Des badauds entrent dans la galerie. « Le plus drôle, c'est que le maire de Quito ne veut pas conserver la structure - l'Agora a été construite exprès pour Habitat III. Il veut raser tout ça. Ça ne fait pas trop ville durable, hein ! ». On aborde enfin le sujet du métro, sorte de Notre-Dame des Landes local. Construire un métro dans un sous-sol en gruyère où le risque sismique est important, c'est ça l'idée : « On espère que la conférence va servir. Que des choses vont perdurer et d’autres évoluer. Ce qui est bien ici, c'est que tout est en perpétuelle évolution. Tu sais, quand le peuple n'est pas content, il descend dans la rue. Ils ont déjà viré un président comme ça... ».

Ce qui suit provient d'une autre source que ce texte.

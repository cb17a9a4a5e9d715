//! Export scenario definitions.

use fs_err as fs;
use serde::{Deserialize, Serialize};
use std::collections::BTreeMap;
use treecheck_core::{
    verify, verify_export, CollectMode, Completion, Entry, StatusCode, TreeState, TriggerFailure,
    Tweak, VerificationFailure, VerificationResult,
};

use crate::sandbox::{Sandbox, SandboxError};
use crate::trigger::Client;

/// One export and what it must produce.
///
/// With both expectations set the export is checked through its output and
/// through the tree it wrote. With one, only that side is checked. With
/// neither, the export only has to succeed.
#[derive(Debug, Clone, Serialize, Deserialize)]
pub struct Scenario {
    /// Scenario name.
    pub name: String,

    /// Description of what this scenario tests.
    pub description: String,

    /// Changes made to the sandbox repository before exporting.
    #[serde(default)]
    pub setup: Setup,

    /// Repository path to export; `""` is the whole repository.
    #[serde(default)]
    pub export: String,

    /// Expected output, relative to the export target.
    #[serde(default)]
    pub expect_output: Option<TreeState>,

    /// Expected tree at the export target.
    #[serde(default)]
    pub expect_disk: Option<TreeState>,
}

/// Repository changes applied before the export.
#[derive(Debug, Clone, Default, Serialize, Deserialize)]
#[serde(deny_unknown_fields)]
pub struct Setup {
    /// Files to write: path -> contents.
    #[serde(default)]
    pub files: BTreeMap<String, String>,

    /// Paths to delete.
    #[serde(default)]
    pub remove: Vec<String>,
}

impl Setup {
    pub fn is_empty(&self) -> bool {
        self.files.is_empty() && self.remove.is_empty()
    }

    fn apply(&self, sandbox: &Sandbox) -> Result<(), SandboxError> {
        for (path, contents) in &self.files {
            sandbox.write_file(path, contents.as_bytes())?;
        }
        for path in &self.remove {
            let target = sandbox.path(path);
            if target.is_dir() {
                fs::remove_dir_all(&target)?;
            } else if target.exists() {
                fs::remove_file(&target)?;
            }
        }
        Ok(())
    }
}

impl Scenario {
    /// Create a new scenario builder.
    pub fn builder(name: &str) -> ScenarioBuilder {
        ScenarioBuilder::new(name)
    }

    /// Apply the setup, let `client` prepare the repository, export and verify.
    ///
    /// Sandbox errors are setup defects and come back as `Err`; anything
    /// the export itself does wrong is in the returned result.
    pub fn run(
        &self,
        sandbox: &Sandbox,
        client: &Client,
    ) -> Result<VerificationResult, SandboxError> {
        log::info!(
            "Running scenario '{}' with {} client",
            self.name,
            client.name()
        );
        self.setup.apply(sandbox)?;
        client.prepare(sandbox)?;
        sandbox.remove_wc()?;

        let mut trigger = client.export_trigger(sandbox, &self.export);
        let target = sandbox.wc_dir();

        let result = match (&self.expect_output, &self.expect_disk) {
            (Some(output), Some(disk)) => verify_export(trigger.as_mut(), target, output, disk),
            (Some(output), None) => {
                verify(output, trigger.as_mut(), CollectMode::output_under(target))
            }
            (None, Some(disk)) => verify(disk, trigger.as_mut(), CollectMode::disk(target)),
            (None, None) => {
                let completion = trigger.fire();
                smoke_result(trigger.name(), completion)
            }
        };

        log::info!(
            "Scenario '{}' {}",
            self.name,
            if result.passed() { "passed" } else { "failed" }
        );
        Ok(result)
    }
}

fn smoke_result(name: &str, completion: Completion) -> VerificationResult {
    if completion.success {
        return VerificationResult::Passed;
    }
    VerificationResult::Failed(VerificationFailure::Trigger(TriggerFailure {
        trigger: name.to_string(),
        exit_code: completion.exit_code,
        stdout: completion.stdout,
        stderr: completion.stderr,
    }))
}

/// Builder for creating scenarios.
pub struct ScenarioBuilder {
    name: String,
    description: String,
    setup: Setup,
    export: String,
    expect_output: Option<TreeState>,
    expect_disk: Option<TreeState>,
}

impl ScenarioBuilder {
    /// Create a new builder.
    pub fn new(name: &str) -> Self {
        Self {
            name: name.to_string(),
            description: String::new(),
            setup: Setup::default(),
            export: String::new(),
            expect_output: None,
            expect_disk: None,
        }
    }

    /// Set the description.
    pub fn description(mut self, desc: &str) -> Self {
        self.description = desc.to_string();
        self
    }

    /// Write a repository file before exporting.
    pub fn setup_file(mut self, path: &str, content: &str) -> Self {
        self.setup
            .files
            .insert(path.to_string(), content.to_string());
        self
    }

    /// Delete a repository path before exporting.
    pub fn setup_remove(mut self, path: &str) -> Self {
        self.setup.remove.push(path.to_string());
        self
    }

    /// Export `path` of the repository.
    pub fn export(mut self, path: &str) -> Self {
        self.export = path.to_string();
        self
    }

    pub fn expect_output(mut self, state: TreeState) -> Self {
        self.expect_output = Some(state);
        self
    }

    pub fn expect_disk(mut self, state: TreeState) -> Self {
        self.expect_disk = Some(state);
        self
    }

    /// Build the scenario.
    pub fn build(self) -> Scenario {
        Scenario {
            name: self.name,
            description: self.description,
            setup: self.setup,
            export: self.export,
            expect_output: self.expect_output,
            expect_disk: self.expect_disk,
        }
    }
}

/// Standard export scenarios over the greek tree.
pub mod standard {
    use super::*;
    use treecheck_core::greek_tree;

    /// What the export prints for `state`: every path added, contents
    /// not part of the output.
    pub fn exported_output(state: &TreeState) -> TreeState {
        let mut output = state.copy();
        output.tweak_all(&Tweak::new().ignore_contents().status(StatusCode::ADDED));
        output
    }

    /// `state` with the export target itself as the root entry.
    fn rooted(mut state: TreeState) -> TreeState {
        if !state.contains("") {
            state.desc_mut().insert(String::new(), Entry::dir());
        }
        state
    }

    /// Export of an empty directory creates the target and nothing else.
    pub fn export_empty_directory() -> Scenario {
        Scenario::builder("export_empty_directory")
            .description("Export an empty directory")
            .export("A/C")
            .expect_disk(rooted(TreeState::new()))
            .build()
    }

    /// Export of the whole repository.
    pub fn export_greek_tree() -> Scenario {
        let disk = rooted(greek_tree().copy());
        Scenario::builder("export_greek_tree")
            .description("Export the greek tree")
            .export("")
            .expect_output(exported_output(&disk))
            .expect_disk(disk)
            .build()
    }

    /// Export of one populated subdirectory.
    pub fn export_subtree() -> Scenario {
        let disk = greek_tree().as_state().subtree("A/D/H");
        Scenario::builder("export_subtree")
            .description("Export a populated subdirectory")
            .export("A/D/H")
            .expect_output(exported_output(&disk))
            .expect_disk(disk)
            .build()
    }

    /// All standard scenarios.
    pub fn all() -> Vec<Scenario> {
        vec![export_empty_directory(), export_greek_tree(), export_subtree()]
    }
}

#[cfg(test)]
mod tests {
    use super::*;

    #[test]
    fn test_scenario_builder() {
        let scenario = Scenario::builder("test")
            .description("A test scenario")
            .setup_file("A/new", "content")
            .setup_remove("iota")
            .export("A")
            .expect_disk(TreeState::new())
            .build();

        assert_eq!(scenario.name, "test");
        assert_eq!(scenario.setup.files.len(), 1);
        assert_eq!(scenario.setup.remove, vec!["iota"]);
        assert_eq!(scenario.export, "A");
        assert!(scenario.expect_output.is_none());
        assert!(scenario.expect_disk.is_some());
    }

    #[test]
    fn test_standard_scenarios() {
        let scenarios = standard::all();
        assert_eq!(scenarios.len(), 3);

        for s in scenarios {
            assert!(!s.name.is_empty());
            assert!(!s.description.is_empty());
            assert!(s.setup.is_empty());
            assert!(s.expect_disk.is_some());
        }
    }

    #[test]
    fn test_greek_export_expectations() {
        let scenario = standard::export_greek_tree();
        let output = scenario.expect_output.unwrap();
        let disk = scenario.expect_disk.unwrap();

        assert_eq!(output.len(), 21);
        assert_eq!(disk.len(), 21);
        for (_, entry) in output.iter() {
            assert!(entry.contents().is_ignored());
            assert_eq!(entry.status(), Some(StatusCode::ADDED));
        }
        assert_eq!(disk.get("").unwrap(), &Entry::dir());
        assert!(disk.get("A/mu").unwrap().status().is_none());
    }

    #[test]
    fn test_subtree_expectations_are_rerooted() {
        let disk = standard::export_subtree().expect_disk.unwrap();
        let paths: Vec<_> = disk.paths().collect();
        assert_eq!(paths, vec!["", "chi", "psi", "omega"]);
    }

    #[test]
    fn test_scenario_serde_roundtrip() {
        let scenario = standard::export_empty_directory();
        let json = serde_json::to_string(&scenario).unwrap();
        let back: Scenario = serde_json::from_str(&json).unwrap();
        assert_eq!(back.name, scenario.name);
        assert_eq!(back.export, "A/C");
        assert_eq!(back.expect_disk, scenario.expect_disk);
    }

    #[test]
    fn test_smoke_result() {
        assert!(smoke_result("export", Completion::success(Vec::new())).passed());

        let failed = smoke_result("export", Completion::failure(Some(2), "nope"));
        match failed {
            VerificationResult::Failed(VerificationFailure::Trigger(f)) => {
                assert_eq!(f.trigger, "export");
                assert_eq!(f.exit_code, Some(2));
            }
            other => panic!("expected trigger failure, got {:?}", other),
        }
    }
}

Le temps passe. Dehors, des personnes sourient, le soleil resplendit et fait ressortir le bleu de la bâtisse d'en face. Les odeurs d'empanadas arrosent mes narines et l'espagnol chante dans mes oreilles. Demain, je dois rentrer à Paris. Mais j’ai enfin vu les deux visages de Quito. Pendant la conférence, c'est Quito-double…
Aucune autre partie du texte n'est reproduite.